De heidenen mogen op hun beurt niet gaan neerkijken op de Joden. Ook Joden die in Jezus zijn geloven blijven horen bij dat uitverkoren volk van God aan wie de woorden Gods zijn toevertrouwd. Heidenen moet zich bewust zijn van wat het betekent geënt te zijn op de edele olijf en dat er een wortel is die hen draagt. Zo zegt Paulus dat in Romeinen 11, waarbij hij ook aantekent: ‘Beroem u dus niet ten opzichte van de natuurlijke takken.’ De Bijbel maakt duidelijk dat gelovigen in Jezus uit de heidenen (uit de volkeren) per definitie iets krijgen met Israël.
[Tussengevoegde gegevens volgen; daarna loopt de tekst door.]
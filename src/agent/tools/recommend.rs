//! The `recommend` tool.

use super::registry::{AgentTool, ToolDefinition, ToolError};
use crate::music::{
    RecommendRequest, RecommendationClient, TunableAttribute, TunableKey, DEFAULT_LIMIT, MAX_SEEDS,
};
use async_trait::async_trait;
use serde_json::{json, Map, Value};
use std::sync::Arc;
use tracing::warn;

pub const RECOMMEND_TOOL: &str = "recommend";

/// Exposes [`RecommendationClient::recommend`] to the model.
///
/// Output shape: `{"result": [{"name", "artist", "id"}, ...]}`.
pub struct RecommendTool {
    client: Arc<RecommendationClient>,
}

impl RecommendTool {
    pub fn new(client: Arc<RecommendationClient>) -> Self {
        Self { client }
    }
}

#[async_trait]
impl AgentTool for RecommendTool {
    fn definition(&self) -> ToolDefinition {
        ToolDefinition::new(RECOMMEND_TOOL, description(), parameters_schema())
    }

    async fn execute(&self, args: Value) -> Result<Value, ToolError> {
        let request = parse_request(args)?;
        let tracks = self.client.recommend(request).await?;
        Ok(json!({ "result": tracks }))
    }
}

fn description() -> String {
    let attributes: Vec<&str> = TunableAttribute::ALL.iter().map(|a| a.as_str()).collect();
    format!(
        "Recommend tracks similar to the given artists, tracks and genres. \
         Seeds are artist names, track names and genre tags; at most {max} seeds are used \
         in total and any extra seeds are dropped at random. Genre tags must come from \
         list_genre_seeds. Tunable constraints are optional keyword arguments named \
         {{min|max|target}}_<attribute>, where <attribute> is one of: {attributes}. \
         For example min_energy=0.7, target_tempo=120 or max_duration_ms=240000. \
         Returns a list of tracks, each with its name, primary artist and id.",
        max = MAX_SEEDS,
        attributes = attributes.join(", ")
    )
}

fn parameters_schema() -> Value {
    let mut properties = Map::new();
    properties.insert(
        "artist_names".to_string(),
        json!({
            "type": "array",
            "items": {"type": "string"},
            "description": "Artist names to seed from, e.g. [\"Kygo\"]"
        }),
    );
    properties.insert(
        "track_names".to_string(),
        json!({
            "type": "array",
            "items": {"type": "string"},
            "description": "Track names to seed from, without the artist, e.g. [\"Stargazing\"]"
        }),
    );
    properties.insert(
        "genre_names".to_string(),
        json!({
            "type": "array",
            "items": {"type": "string"},
            "description": "Genre tags to seed from, e.g. [\"house\"]"
        }),
    );
    properties.insert(
        "limit".to_string(),
        json!({
            "type": "integer",
            "description": format!("Number of tracks to return (default {})", DEFAULT_LIMIT),
            "default": DEFAULT_LIMIT,
            "minimum": 1,
            "maximum": 100
        }),
    );
    for key in TunableKey::all() {
        properties.insert(key.to_string(), json!({"type": "number"}));
    }

    json!({
        "type": "object",
        "properties": properties,
        "required": []
    })
}

/// Turn model-supplied arguments into a request.
///
/// Name lists may also be given as a single string. Numbers may be given as
/// numeric strings. Keys outside the known parameters and the tunable naming
/// convention are ignored. At least one seed is required.
fn parse_request(args: Value) -> Result<RecommendRequest, ToolError> {
    let map = match args {
        Value::Object(map) => map,
        Value::Null => Map::new(),
        other => {
            return Err(ToolError::InvalidArguments(format!(
                "expected an object, got {}",
                other
            )))
        }
    };

    let mut request = RecommendRequest::default();
    for (key, value) in map {
        match key.as_str() {
            "artist_names" => request.artist_names = string_list(&key, value)?,
            "track_names" => request.track_names = string_list(&key, value)?,
            "genre_names" => request.genre_names = string_list(&key, value)?,
            "limit" => {
                if let Some(limit) = parse_limit(&value)? {
                    request.limit = limit;
                }
            }
            other => match TunableKey::parse(other) {
                Some(tunable) => {
                    let number = as_number(&value).ok_or_else(|| {
                        ToolError::InvalidArguments(format!("{} must be a number", other))
                    })?;
                    request.constraints.insert(tunable, number);
                }
                None => warn!(argument = %other, "Ignoring unknown recommend argument"),
            },
        }
    }
    if request.artist_names.is_empty()
        && request.track_names.is_empty()
        && request.genre_names.is_empty()
    {
        return Err(ToolError::InvalidArguments(
            "at least one of artist_names, track_names, genre_names is required".to_string(),
        ));
    }
    Ok(request)
}

fn string_list(key: &str, value: Value) -> Result<Vec<String>, ToolError> {
    match value {
        Value::Null => Ok(Vec::new()),
        Value::String(s) => Ok(vec![s]),
        Value::Array(items) => items
            .into_iter()
            .map(|item| match item {
                Value::String(s) => Ok(s),
                other => Err(ToolError::InvalidArguments(format!(
                    "{} must contain strings, got {}",
                    key, other
                ))),
            })
            .collect(),
        other => Err(ToolError::InvalidArguments(format!(
            "{} must be a list of strings, got {}",
            key, other
        ))),
    }
}

fn parse_limit(value: &Value) -> Result<Option<u32>, ToolError> {
    if value.is_null() {
        return Ok(None);
    }
    match as_number(value) {
        Some(n) if n >= 0.0 && n.fract() == 0.0 && n <= u32::MAX as f64 => Ok(Some(n as u32)),
        _ => Err(ToolError::InvalidArguments(format!(
            "limit must be a non-negative integer, got {}",
            value
        ))),
    }
}

fn as_number(value: &Value) -> Option<f64> {
    match value {
        Value::Number(n) => n.as_f64(),
        Value::String(s) => s.trim().parse().ok(),
        _ => None,
    }
}
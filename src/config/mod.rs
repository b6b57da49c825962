mod file_config;

pub use file_config::{FileConfig, LlmFileConfig, SpotifyFileConfig};

use crate::agent::llm::{DEFAULT_MODEL, GEMINI_OPENAI_BASE_URL};
use crate::agent::DEFAULT_MAX_ROUNDS;
use crate::spotify::{TokenSource, SPOTIFY_API_BASE};
use anyhow::{bail, Result};
use std::time::Duration;

pub const DEFAULT_HTTP_TIMEOUT_SEC: u64 = 30;
pub const DEFAULT_MODEL_TIMEOUT_SEC: u64 = 120;
pub const DEFAULT_TEMPERATURE: f32 = 0.3;

/// CLI arguments that can be used for config resolution.
/// This struct mirrors the CLI arguments that can be overridden by TOML config.
#[derive(Debug, Clone)]
pub struct CliConfig {
    pub spotify_api_base: String,
    pub spotify_token: Option<String>,
    pub spotify_token_command: Option<String>,
    pub llm_base_url: String,
    pub llm_model: String,
    pub llm_api_key: Option<String>,
    pub http_timeout_sec: u64,
    pub model_timeout_sec: u64,
    pub max_tool_rounds: usize,
    pub seed: Option<u64>,
    pub temperature: f32,
}

impl Default for CliConfig {
    fn default() -> Self {
        Self {
            spotify_api_base: SPOTIFY_API_BASE.to_string(),
            spotify_token: None,
            spotify_token_command: None,
            llm_base_url: GEMINI_OPENAI_BASE_URL.to_string(),
            llm_model: DEFAULT_MODEL.to_string(),
            llm_api_key: None,
            http_timeout_sec: DEFAULT_HTTP_TIMEOUT_SEC,
            model_timeout_sec: DEFAULT_MODEL_TIMEOUT_SEC,
            max_tool_rounds: DEFAULT_MAX_ROUNDS,
            seed: None,
            temperature: DEFAULT_TEMPERATURE,
        }
    }
}

#[derive(Debug, Clone)]
pub struct AppConfig {
    pub spotify: SpotifySettings,
    pub llm: LlmSettings,
    /// Fixed seed for seed sampling; `None` draws from the OS.
    pub seed: Option<u64>,
}

#[derive(Debug, Clone)]
pub struct SpotifySettings {
    pub api_base: String,
    pub token: TokenSource,
    pub http_timeout: Duration,
}

#[derive(Debug, Clone)]
pub struct LlmSettings {
    pub base_url: String,
    pub model: String,
    pub api_key: Option<String>,
    pub timeout: Duration,
    pub temperature: f32,
    pub max_tool_rounds: usize,
}

impl AppConfig {
    /// Resolve configuration from CLI arguments and optional TOML file config.
    /// TOML values override CLI values where present.
    pub fn resolve(cli: &CliConfig, file_config: Option<FileConfig>) -> Result<Self> {
        let file = file_config.unwrap_or_default();
        let spotify_file = file.spotify.unwrap_or_default();
        let llm_file = file.llm.unwrap_or_default();

        // A token source in the file replaces the command-line one as a whole,
        // so a file-level command is never shadowed by an environment token.
        let token = token_source(spotify_file.token, spotify_file.token_command)
            .or_else(|| token_source(cli.spotify_token.clone(), cli.spotify_token_command.clone()))
            .ok_or_else(|| {
                anyhow::anyhow!(
                    "A Spotify access token must be specified via --spotify-token, \
                     --spotify-token-command or the [spotify] section of the config file"
                )
            })?;

        let http_timeout_sec = spotify_file.http_timeout_sec.unwrap_or(cli.http_timeout_sec);
        if http_timeout_sec == 0 {
            bail!("http_timeout_sec must be greater than zero");
        }
        let model_timeout_sec = llm_file.timeout_sec.unwrap_or(cli.model_timeout_sec);
        if model_timeout_sec == 0 {
            bail!("model timeout must be greater than zero");
        }

        let max_tool_rounds = llm_file.max_tool_rounds.unwrap_or(cli.max_tool_rounds);
        if max_tool_rounds == 0 {
            bail!("max_tool_rounds must be at least 1");
        }

        let spotify = SpotifySettings {
            api_base: spotify_file
                .api_base
                .unwrap_or_else(|| cli.spotify_api_base.clone()),
            token,
            http_timeout: Duration::from_secs(http_timeout_sec),
        };

        let llm = LlmSettings {
            base_url: llm_file
                .base_url
                .unwrap_or_else(|| cli.llm_base_url.clone()),
            model: llm_file.model.unwrap_or_else(|| cli.llm_model.clone()),
            api_key: llm_file.api_key.or_else(|| cli.llm_api_key.clone()),
            timeout: Duration::from_secs(model_timeout_sec),
            temperature: llm_file.temperature.unwrap_or(cli.temperature),
            max_tool_rounds,
        };

        Ok(Self {
            spotify,
            llm,
            seed: file.seed.or(cli.seed),
        })
    }
}

/// A static token wins over a command when both are given.
fn token_source(token: Option<String>, command: Option<String>) -> Option<TokenSource> {
    let non_blank = |s: String| {
        let trimmed = s.trim().to_string();
        (!trimmed.is_empty()).then_some(trimmed)
    };
    token
        .and_then(non_blank)
        .map(TokenSource::Static)
        .or_else(|| command.and_then(non_blank).map(TokenSource::Command))
}
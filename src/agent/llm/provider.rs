//! LLM provider trait definition.

use super::types::{CompletionResponse, Message};
use crate::agent::tools::ToolDefinition;
use crate::config::{DEFAULT_MODEL_TIMEOUT_SEC, DEFAULT_TEMPERATURE};
use async_trait::async_trait;
use std::time::Duration;
use thiserror::Error;

/// Per-request sampling settings and the round-trip bound.
#[derive(Debug, Clone, PartialEq)]
pub struct CompletionOptions {
    pub temperature: f32,
    /// Upper bound for one model round-trip, enforced by the orchestrator
    /// and passed down to HTTP providers.
    pub timeout: Duration,
}

impl CompletionOptions {
    pub fn new(temperature: f32, timeout: Duration) -> Self {
        Self {
            temperature,
            timeout,
        }
    }
}

impl Default for CompletionOptions {
    fn default() -> Self {
        Self::new(
            DEFAULT_TEMPERATURE,
            Duration::from_secs(DEFAULT_MODEL_TIMEOUT_SEC),
        )
    }
}

#[derive(Debug, Error)]
pub enum LlmError {
    #[error("Connection error: {0}")]
    Connection(String),

    /// The backend refused the API key.
    #[error("Model backend rejected credentials (status {0})")]
    Unauthorized(u16),

    #[error("API error (status {status}): {message}")]
    Api { status: u16, message: String },

    #[error("Invalid response: {0}")]
    InvalidResponse(String),

    #[error("Rate limited")]
    RateLimited,

    #[error("Request timeout")]
    Timeout,
}

impl LlmError {
    /// Classify a non-success HTTP status from a model backend.
    pub fn from_status(status: u16, message: impl Into<String>) -> Self {
        match status {
            401 | 403 => LlmError::Unauthorized(status),
            429 => LlmError::RateLimited,
            _ => LlmError::Api {
                status,
                message: message.into(),
            },
        }
    }
}

/// A chat model that can call tools.
///
/// The orchestrator only talks to this trait, so any backend speaking a
/// tool-calling chat protocol (or a scripted fake in tests) can drive it.
#[async_trait]
pub trait LlmProvider: Send + Sync {
    /// Provider name (e.g., "openai").
    fn name(&self) -> &str;

    /// Model identifier.
    fn model(&self) -> &str;

    /// Complete a conversation, optionally offering tools.
    ///
    /// The returned message either carries tool calls or a final answer.
    async fn complete(
        &self,
        messages: &[Message],
        tools: Option<&[ToolDefinition]>,
        options: &CompletionOptions,
    ) -> Result<CompletionResponse, LlmError>;

    /// Check that the backend is reachable.
    async fn health_check(&self) -> Result<(), LlmError>;
}
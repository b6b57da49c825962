//! Request orchestration.
//!
//! One user text goes in; the model is given the tool schemas and may call
//! tools any number of times (up to a round bound). The call/response trace
//! is kept, and the latest `recommend` output becomes the result.

mod executor;
mod extract;
mod prompt;
mod state;

pub use executor::{Orchestrator, OrchestratorError, RecommendationResult, DEFAULT_MAX_ROUNDS};
pub use extract::{extract_recommendations, ExtractionStatus};
pub use prompt::SYSTEM_PREAMBLE;
pub use state::ExchangeState;
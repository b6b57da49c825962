//! Call/response trace of a request and its tabular report.

mod record;
mod report;

pub use record::{InvocationKind, ToolInvocationRecord, TraceRecorder};
pub use report::{TraceRow, TraceTable, TRACE_HEADERS};
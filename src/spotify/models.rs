//! Spotify Web API response types.
//!
//! Only the fields this crate reads are modelled; everything else is ignored.

use serde::{Deserialize, Serialize};
use std::collections::BTreeMap;

// =============================================================================
// Search
// =============================================================================

#[derive(Debug, Deserialize)]
pub(crate) struct SearchResponse {
    #[serde(default)]
    pub artists: Option<Page<SpotifyArtist>>,
    #[serde(default)]
    pub tracks: Option<Page<SpotifyTrack>>,
}

#[derive(Debug, Deserialize)]
pub(crate) struct Page<T> {
    #[serde(default = "Vec::new")]
    pub items: Vec<T>,
}

#[derive(Debug, Clone, Deserialize)]
pub(crate) struct SpotifyArtist {
    pub id: Option<String>,
    #[serde(default)]
    pub name: String,
}

#[derive(Debug, Clone, Deserialize)]
pub(crate) struct SpotifyTrack {
    pub id: Option<String>,
    #[serde(default)]
    pub name: String,
    #[serde(default)]
    pub artists: Vec<SpotifyArtist>,
}

// =============================================================================
// Recommendations
// =============================================================================

#[derive(Debug, Deserialize)]
pub(crate) struct RecommendationsResponse {
    pub tracks: Vec<SpotifyTrack>,
}

#[derive(Debug, Deserialize)]
pub(crate) struct GenreSeedsResponse {
    pub genres: Vec<String>,
}

#[derive(Debug, Serialize)]
pub(crate) struct StartPlaybackBody<'a> {
    pub uris: Vec<&'a str>,
}

// =============================================================================
// Library
// =============================================================================

#[derive(Debug, Deserialize)]
pub(crate) struct SavedTracksResponse {
    pub items: Vec<SavedTrackItem>,
}

#[derive(Debug, Deserialize)]
pub(crate) struct SavedTrackItem {
    pub track: SpotifyTrack,
}

#[derive(Debug, Deserialize)]
pub(crate) struct AudioFeaturesResponse {
    pub audio_features: Vec<Option<serde_json::Map<String, serde_json::Value>>>,
}

/// A saved track together with its numeric audio features.
#[derive(Debug, Clone, PartialEq, Serialize)]
pub struct SavedTrackFeatures {
    pub name: String,
    pub id: String,
    /// Numeric features keyed by name (`energy`, `tempo`, ...). Empty when
    /// the service has no analysis for the track.
    pub features: BTreeMap<String, f64>,
}
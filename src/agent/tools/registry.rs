//! Tool registry.

use crate::music::MusicServiceError;
use async_trait::async_trait;
use serde::{Deserialize, Serialize};
use std::collections::HashMap;
use std::sync::Arc;
use thiserror::Error;

/// Name, description and JSON Schema of a tool, as offered to the model.
#[derive(Debug, Clone, Serialize, Deserialize)]
pub struct ToolDefinition {
    /// Unique within a registry.
    pub name: String,
    pub description: String,
    /// JSON Schema of the arguments object.
    pub parameters: serde_json::Value,
}

impl ToolDefinition {
    pub fn new(
        name: impl Into<String>,
        description: impl Into<String>,
        parameters: serde_json::Value,
    ) -> Self {
        Self {
            name: name.into(),
            description: description.into(),
            parameters,
        }
    }

    /// A tool that takes no arguments.
    pub fn no_params(name: impl Into<String>, description: impl Into<String>) -> Self {
        Self::new(
            name,
            description,
            serde_json::json!({
                "type": "object",
                "properties": {},
                "required": []
            }),
        )
    }
}

/// Errors from executing a tool.
///
/// `NotFound` and `InvalidArguments` are the model's mistakes and can be
/// reported back to it; `Service` failures cannot be fixed by retrying.
#[derive(Debug, Error)]
pub enum ToolError {
    #[error("Tool not found: {0}")]
    NotFound(String),

    #[error("Invalid arguments: {0}")]
    InvalidArguments(String),

    #[error(transparent)]
    Service(#[from] MusicServiceError),
}

/// A capability the model can call.
///
/// Tools own their dependencies; they are constructed with the clients they
/// need and registered once.
#[async_trait]
pub trait AgentTool: Send + Sync {
    fn definition(&self) -> ToolDefinition;

    /// Run the tool with the model-supplied arguments and return its output.
    async fn execute(&self, args: serde_json::Value) -> Result<serde_json::Value, ToolError>;
}

pub struct AgentToolRegistry {
    tools: HashMap<String, Arc<dyn AgentTool>>,
}

impl AgentToolRegistry {
    pub fn new() -> Self {
        Self {
            tools: HashMap::new(),
        }
    }

    /// Register a tool, replacing any tool with the same name.
    pub fn register(&mut self, tool: impl AgentTool + 'static) {
        let def = tool.definition();
        self.tools.insert(def.name.clone(), Arc::new(tool));
    }

    pub fn get(&self, name: &str) -> Option<Arc<dyn AgentTool>> {
        self.tools.get(name).cloned()
    }

    /// All tool definitions, sorted by name so prompts are stable.
    pub fn definitions(&self) -> Vec<ToolDefinition> {
        let mut defs: Vec<ToolDefinition> = self.tools.values().map(|t| t.definition()).collect();
        defs.sort_by(|a, b| a.name.cmp(&b.name));
        defs
    }

    pub async fn execute(
        &self,
        name: &str,
        args: serde_json::Value,
    ) -> Result<serde_json::Value, ToolError> {
        let tool = self
            .get(name)
            .ok_or_else(|| ToolError::NotFound(name.to_string()))?;
        tool.execute(args).await
    }

    pub fn contains(&self, name: &str) -> bool {
        self.tools.contains_key(name)
    }

    pub fn len(&self) -> usize {
        self.tools.len()
    }

    pub fn is_empty(&self) -> bool {
        self.tools.is_empty()
    }
}

impl Default for AgentToolRegistry {
    fn default() -> Self {
        Self::new()
    }
}
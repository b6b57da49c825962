//! Recommendation extraction from a finished trace.

use crate::agent::tools::RECOMMEND_TOOL;
use crate::agent::trace::ToolInvocationRecord;
use crate::music::RecommendedTrack;
use tracing::warn;

/// How the track list of a result was obtained.
#[derive(Debug, Clone, PartialEq, Eq)]
pub enum ExtractionStatus {
    /// A `recommend` response was found and parsed.
    Found,
    /// The model never got a successful `recommend` response.
    NoRecommendation,
    /// The latest `recommend` response could not be parsed.
    Malformed(String),
}

/// Take the track list from the most recent successful `recommend` response.
///
/// Responses that carry an error payload are not recommendations and are
/// skipped.
pub fn extract_recommendations(
    trace: &[ToolInvocationRecord],
) -> (Vec<RecommendedTrack>, ExtractionStatus) {
    let Some(record) = trace
        .iter()
        .rev()
        .find(|r| r.is_response_from(RECOMMEND_TOOL) && r.payload.get("error").is_none())
    else {
        return (Vec::new(), ExtractionStatus::NoRecommendation);
    };

    let Some(result) = record.payload.get("result") else {
        warn!(step = record.step_number, "recommend response has no result field");
        return (
            Vec::new(),
            ExtractionStatus::Malformed("missing result field".to_string()),
        );
    };

    match serde_json::from_value::<Vec<RecommendedTrack>>(result.clone()) {
        Ok(tracks) => (tracks, ExtractionStatus::Found),
        Err(e) => {
            warn!(step = record.step_number, error = %e, "Unparsable recommend result");
            (Vec::new(), ExtractionStatus::Malformed(e.to_string()))
        }
    }
}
Zij zijn als geen ander uit de volkeren geroepen om aan te sluiten bij Gods plan vanaf het begin, dat de volkeren gezegend worden door Abraham te zegenen. De spelregels blijven van toepassing en christenen behoren als eersten zich aan deze spelregels te houden en te begrijpen hoe belangrijk dat is.
Tegen de God van Israël
Wanneer christenen leren om in vriendschap en al zegenend met Israël op te trekken, lopen zij vooruit op wat er straks in de wereld zal gaan gebeuren. De profeten laten ons op heel wat plekken zien dat in het komende rijk van God in deze wereld de volkeren zullen optrekken naar Jeruzalem en van de God van Israël te leren. Samen met Israël zullen alle geslachten van de aardbodem in het licht van de Heere wandelen (zie bijvoorbeeld Jesaja 2:1-5 en Jeremia 3:17). Zacharia 14 leert ons zelfs dat er geen regen (dat is zegen) zal vallen op de heidenen die weigeren om op te gaan naar Jeruzalem om neer te buigen voor de Koning, de Heere van de legermachten, om het Loofhuttenfeest te vieren.
In de wereld zijn er nog steeds veel meer mensen en machthebbers en verenigde volken die menen dat het beter is om het Joodse volk en de staat Israël te vervolgen. Het is een uiting van rebellie tegen de Allerhoogste. Erger is echter dat er ook in het christendom, binnen de Kerk van Jezus Christus, nog steeds zoveel mensen zijn die het Joodse volk en de staat Israël negeren en zelfs menen te moeten bestrijden. Alsof er het onderscheid tussen Joden en niet-Joden helemaal is weggevallen.